From time to time, we find unexpected faces peering at us from clouds, from puddles and leaf patterns, from rocks and lichen.
(I have blogged before about some of these: see
the Jesus rock,
an alien spaceship, and
quite a few more.)
A couple of weeks ago, I almost stepped on this figure on the beach. I see a pilgrim; hooded, bearded, in a long traveler's robe, leaning on a sturdy walking stick.

A sign? A talisman for the long road ahead? A visitation? A wandering monk? A Saint of some stripe? A wizard strayed from the LOTR? A figure for a Nativity scene? Good old Joseph himself? Or a Buddhist
arhat?
Should I put him on a high shelf and light candles to him, bring him fruit and flowers, or just rub his hood for luck?
Ah, me! For those actions to bring any benefit, one must believe. And I don't. I think it's a piece of driftwood, molded by waves and rocks, turned into a pattern by my meddling brain.

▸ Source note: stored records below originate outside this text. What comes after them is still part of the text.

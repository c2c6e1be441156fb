//! Version resolution
//!
//! Fetches the latest upstream versions for a device:
//! - stack release name (only compared against the running stack)
//! - chromium stable version for Android, unless pinned
//! - F-Droid client and privileged extension tags
//! - platform build id and branch for the device, unless overridden
//!
//! Any empty or absent value aborts the run.

use serde_json::Value;
use std::collections::HashMap;
use std::time::Duration;

use localstack_model::{BuildConfig, ComponentVersionSet};

use crate::retry::RetryPolicy;

/// Latest stack release
pub const STACK_URL_LATEST: &str =
    "https://api.github.com/repos/dan-v/rattlesnakeos-stack/releases/latest";

/// Chromium release channels for every OS
pub const CHROME_URL_LATEST: &str = "https://omahaproxy.appspot.com/all.json";

/// Per-Android-version component manifests
pub const LATEST_JSON_BASE: &str = "https://raw.githubusercontent.com/RattlesnakeOS/latest";

/// Chromium channel tracked for builds
pub const CHROME_CHANNEL: &str = "stable";

/// Resolution errors
#[derive(Debug, thiserror::Error)]
pub enum ResolveError {
    #[error("request to {url} failed: {message}")]
    Http { url: String, message: String },

    #[error("fetching {url} failed after {attempts} attempts: {message}")]
    Exhausted {
        url: String,
        attempts: u32,
        message: String,
    },

    #[error("unable to determine {what} from {url}")]
    Missing { what: String, url: String },
}

/// Source of upstream JSON metadata
pub trait MetadataSource {
    fn fetch_json(&self, url: &str) -> Result<Value, ResolveError>;
}

/// HTTP metadata source backed by a blocking reqwest client
pub struct HttpMetadataSource {
    client: reqwest::blocking::Client,
    retry: RetryPolicy,
}

impl HttpMetadataSource {
    pub fn new(retry: RetryPolicy) -> Result<Self, ResolveError> {
        let client = reqwest::blocking::Client::builder()
            .user_agent(concat!("localstack/", env!("CARGO_PKG_VERSION")))
            .timeout(Duration::from_secs(60))
            .build()
            .map_err(|e| ResolveError::Http {
                url: String::new(),
                message: e.to_string(),
            })?;
        Ok(Self { client, retry })
    }

    fn fetch_once(&self, url: &str) -> Result<Value, reqwest::Error> {
        self.client
            .get(url)
            .send()?
            .error_for_status()?
            .json::<Value>()
    }
}

impl MetadataSource for HttpMetadataSource {
    fn fetch_json(&self, url: &str) -> Result<Value, ResolveError> {
        self.retry
            .run(url, |_| self.fetch_once(url))
            .map_err(|e| ResolveError::Exhausted {
                url: url.to_string(),
                attempts: self.retry.max_attempts.max(1),
                message: e.to_string(),
            })
    }
}

/// Canned metadata keyed by URL
#[derive(Debug, Default, Clone)]
pub struct StaticMetadataSource {
    responses: HashMap<String, Value>,
}

impl StaticMetadataSource {
    pub fn new() -> Self {
        Self::default()
    }

    pub fn with(mut self, url: impl Into<String>, value: Value) -> Self {
        self.responses.insert(url.into(), value);
        self
    }
}

impl MetadataSource for StaticMetadataSource {
    fn fetch_json(&self, url: &str) -> Result<Value, ResolveError> {
        self.responses
            .get(url)
            .cloned()
            .ok_or_else(|| ResolveError::Http {
                url: url.to_string(),
                message: "404 Not Found".to_string(),
            })
    }
}

/// Endpoints queried during resolution
#[derive(Debug, Clone)]
pub struct Endpoints {
    pub stack_latest: String,
    pub chrome_latest: String,
    pub latest_json_base: String,
}

impl Default for Endpoints {
    fn default() -> Self {
        Self {
            stack_latest: STACK_URL_LATEST.to_string(),
            chrome_latest: CHROME_URL_LATEST.to_string(),
            latest_json_base: LATEST_JSON_BASE.to_string(),
        }
    }
}

impl Endpoints {
    pub fn aosp_json(&self, android_version: &str) -> String {
        format!("{}/{}/aosp.json", self.latest_json_base, android_version)
    }

    pub fn fdroid_json(&self, android_version: &str) -> String {
        format!("{}/{}/fdroid.json", self.latest_json_base, android_version)
    }
}

/// Resolves the latest component versions for a config
pub struct VersionResolver<'a> {
    source: &'a dyn MetadataSource,
    endpoints: Endpoints,
}

impl<'a> VersionResolver<'a> {
    pub fn new(source: &'a dyn MetadataSource) -> Self {
        Self {
            source,
            endpoints: Endpoints::default(),
        }
    }

    pub fn with_endpoints(mut self, endpoints: Endpoints) -> Self {
        self.endpoints = endpoints;
        self
    }

    /// Resolve `latest` for the configured device
    pub fn resolve(&self, config: &BuildConfig) -> Result<ComponentVersionSet, ResolveError> {
        let latest_stack = self.latest_stack()?;
        if latest_stack == config.stack_version {
            tracing::info!("Running the latest stack version {}", latest_stack);
        } else {
            tracing::warn!(
                "You should upgrade to the latest stack version: {} (running {})",
                latest_stack,
                config.stack_version
            );
        }

        let browser_engine = match &config.chromium_version {
            Some(pinned) => {
                tracing::info!("Using pinned chromium version {}", pinned);
                pinned.clone()
            }
            None => self.latest_chromium()?,
        };

        let fdroid_url = self.endpoints.fdroid_json(&config.android_version);
        let fdroid = self.source.fetch_json(&fdroid_url)?;
        let app_store_client = required_str(&fdroid, &["client"], "F-Droid client version", &fdroid_url)?;
        let privileged_extension = required_str(
            &fdroid,
            &["privilegedextention"],
            "F-Droid privileged extension version",
            &fdroid_url,
        )?;

        // Each platform field is overridable on its own; the other comes from upstream
        let (platform_build, platform_branch) = match (&config.aosp_build, &config.aosp_branch) {
            (Some(build), Some(branch)) => (build.clone(), branch.clone()),
            (build, branch) => {
                let aosp_url = self.endpoints.aosp_json(&config.android_version);
                let aosp = self.source.fetch_json(&aosp_url)?;
                let device = config.device.as_str();
                let build = match build {
                    Some(build) => build.clone(),
                    None => required_str(&aosp, &[device, "build"], "platform build", &aosp_url)?,
                };
                let branch = match branch {
                    Some(branch) => branch.clone(),
                    None => required_str(&aosp, &[device, "branch"], "platform branch", &aosp_url)?,
                };
                (build, branch)
            }
        };
        if config.aosp_build.is_some() || config.aosp_branch.is_some() {
            tracing::info!("Using platform override {} on {}", platform_build, platform_branch);
        }

        let latest = ComponentVersionSet {
            stack: config.stack_version.clone(),
            platform_build,
            platform_branch,
            browser_engine,
            app_store_client,
            privileged_extension,
        };
        tracing::info!(
            "Latest versions: platform={} ({}) chromium={} fdroid={} fdroid-priv={}",
            latest.platform_build,
            latest.platform_branch,
            latest.browser_engine,
            latest.app_store_client,
            latest.privileged_extension
        );
        Ok(latest)
    }

    fn latest_stack(&self) -> Result<String, ResolveError> {
        let url = &self.endpoints.stack_latest;
        let release = self.source.fetch_json(url)?;
        required_str(&release, &["name"], "latest stack version", url)
    }

    fn latest_chromium(&self) -> Result<String, ResolveError> {
        let url = &self.endpoints.chrome_latest;
        let channels = self.source.fetch_json(url)?;
        channels
            .as_array()
            .into_iter()
            .flatten()
            .filter(|os| os.get("os").and_then(Value::as_str) == Some("android"))
            .filter_map(|os| os.get("versions").and_then(Value::as_array))
            .flatten()
            .filter(|v| v.get("channel").and_then(Value::as_str) == Some(CHROME_CHANNEL))
            .filter_map(|v| v.get("current_version").and_then(Value::as_str))
            .map(str::trim)
            .find(|v| !v.is_empty())
            .map(str::to_string)
            .ok_or_else(|| ResolveError::Missing {
                what: "latest chromium version".to_string(),
                url: url.clone(),
            })
    }
}

fn required_str(value: &Value, path: &[&str], what: &str, url: &str) -> Result<String, ResolveError> {
    let mut current = value;
    for key in path {
        current = match current.get(*key) {
            Some(v) => v,
            None => {
                return Err(ResolveError::Missing {
                    what: what.to_string(),
                    url: url.to_string(),
                })
            }
        };
    }
    match current.as_str().map(str::trim) {
        Some(s) if !s.is_empty() && s != "null" => Ok(s.to_string()),
        _ => Err(ResolveError::Missing {
            what: what.to_string(),
            url: url.to_string(),
        }),
    }
}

Pareidolia, they call it. I'm out of luck.
So I'm happy to have met him, and he can sit on my table for a while and later go to join the oddities on my shelves. But I won't light candles for him.
Here's another face I found. This one, I couldn't bring home. It was a water stain on the ceiling tiles of a coffee shop washroom. Luckily, my camera rides comfortably in my purse.

A girls face in pink and brown. Lots of hair floating in the breeze. Just the thing for a ladies' washroom!